# Problem requirements:
Reply with one number, the count of lines below that contain the string "async".

# Records provided:
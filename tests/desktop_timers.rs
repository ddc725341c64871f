// Tests for the tokio-backed timers and task queue used by the daemon.
use chrono::NaiveDate;
use daycall::model::{Alarm, ScheduledTrigger, TriggerKey, TriggerPayload};
use daycall::platform::desktop::{TokioTaskQueue, TokioTimerService};
use daycall::platform::memory::FixedClock;
use daycall::ports::{Clock, DeferredTask, DeferredTaskService, DeferredWork, ExactTimerService};
use daycall::receiver::PlatformEvent;
use std::sync::Arc;
use std::time::Duration;
use tokio::sync::mpsc;
use tokio::time::timeout;

fn clock() -> Arc<FixedClock> {
    let now = NaiveDate::from_ymd_opt(2025, 3, 10)
        .unwrap()
        .and_hms_opt(7, 0, 0)
        .unwrap();
    Arc::new(FixedClock::new(now))
}

fn trigger(clock: &FixedClock, id: i64, secs: i64) -> ScheduledTrigger {
    let alarm = Alarm {
        id,
        ..Alarm::new(7, 0)
    };
    ScheduledTrigger {
        key: TriggerKey::OneShot(id),
        fire_at_ms: clock.now_millis() + secs * 1000,
        payload: TriggerPayload::for_alarm(&alarm, None),
    }
}

#[tokio::test(start_paused = true)]
async fn test_timer_delivers_payload_when_due() {
    let clock = clock();
    let (tx, mut rx) = mpsc::channel(4);
    let timers = TokioTimerService::new(tx, clock.clone());

    timers.schedule(&trigger(&clock, 1, 60)).unwrap();
    assert_eq!(timers.armed_count(), 1);

    assert!(timeout(Duration::from_secs(59), rx.recv()).await.is_err());
    match rx.recv().await {
        Some(PlatformEvent::TimerFired(payload)) => assert_eq!(payload.alarm_id, 1),
        other => panic!("unexpected event {:?}", other),
    }
}

#[tokio::test(start_paused = true)]
async fn test_cancelled_timer_never_fires() {
    let clock = clock();
    let (tx, mut rx) = mpsc::channel(4);
    let timers = TokioTimerService::new(tx, clock.clone());

    timers.schedule(&trigger(&clock, 2, 5)).unwrap();
    timers.cancel(TriggerKey::OneShot(2)).unwrap();

    assert!(timeout(Duration::from_secs(60), rx.recv()).await.is_err());
    assert_eq!(timers.armed_count(), 0);
}

#[tokio::test(start_paused = true)]
async fn test_rescheduling_replaces_previous_timer() {
    let clock = clock();
    let (tx, mut rx) = mpsc::channel(4);
    let timers = TokioTimerService::new(tx, clock.clone());

    timers.schedule(&trigger(&clock, 3, 5)).unwrap();
    timers.schedule(&trigger(&clock, 3, 30)).unwrap();

    assert!(timeout(Duration::from_secs(20), rx.recv()).await.is_err());
    assert!(matches!(rx.recv().await, Some(PlatformEvent::TimerFired(_))));
    assert!(timeout(Duration::from_secs(60), rx.recv()).await.is_err());
}

#[tokio::test(start_paused = true)]
async fn test_task_queue_delivers_and_forgets() {
    let (tx, mut rx) = mpsc::channel(4);
    let queue = TokioTaskQueue::new(tx);

    queue
        .enqueue(DeferredTask::new("check", 1_000, DeferredWork::ReliabilityCheck).tagged("periodic"))
        .unwrap();
    assert_eq!(queue.pending().len(), 1);

    match rx.recv().await {
        Some(PlatformEvent::DeferredTaskDue(task)) => assert_eq!(task.key, "check"),
        other => panic!("unexpected event {:?}", other),
    }
    assert!(queue.pending().is_empty());
}

#[tokio::test(start_paused = true)]
async fn test_task_queue_cancel_by_tag_and_key() {
    let (tx, mut rx) = mpsc::channel(4);
    let queue = TokioTaskQueue::new(tx);

    for (key, tag) in [("a", "backup"), ("b", "backup"), ("c", "reminder")] {
        let task = DeferredTask::new(key, 10_000, DeferredWork::Reminder { alarm_id: 1 }).tagged(tag);
        queue.enqueue(task).unwrap();
    }

    queue.cancel_by_tag("backup").unwrap();
    let keys: Vec<_> = queue.pending().into_iter().map(|t| t.key).collect();
    assert_eq!(keys, vec!["c".to_string()]);

    queue.cancel_by_key("c").unwrap();
    assert!(queue.pending().is_empty());
    assert!(timeout(Duration::from_secs(60), rx.recv()).await.is_err());
}

#[tokio::test(start_paused = true)]
async fn test_replaced_task_fires_once() {
    let (tx, mut rx) = mpsc::channel(4);
    let queue = TokioTaskQueue::new(tx);

    queue
        .enqueue(DeferredTask::new("r", 5_000, DeferredWork::Reminder { alarm_id: 1 }))
        .unwrap();
    queue
        .enqueue(DeferredTask::new("r", 20_000, DeferredWork::Reminder { alarm_id: 2 }))
        .unwrap();
    assert_eq!(queue.pending().len(), 1);

    match rx.recv().await {
        Some(PlatformEvent::DeferredTaskDue(task)) => {
            assert_eq!(task.work, DeferredWork::Reminder { alarm_id: 2 })
        }
        other => panic!("unexpected event {:?}", other),
    }
    assert!(timeout(Duration::from_secs(60), rx.recv()).await.is_err());
}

# Completed task:
6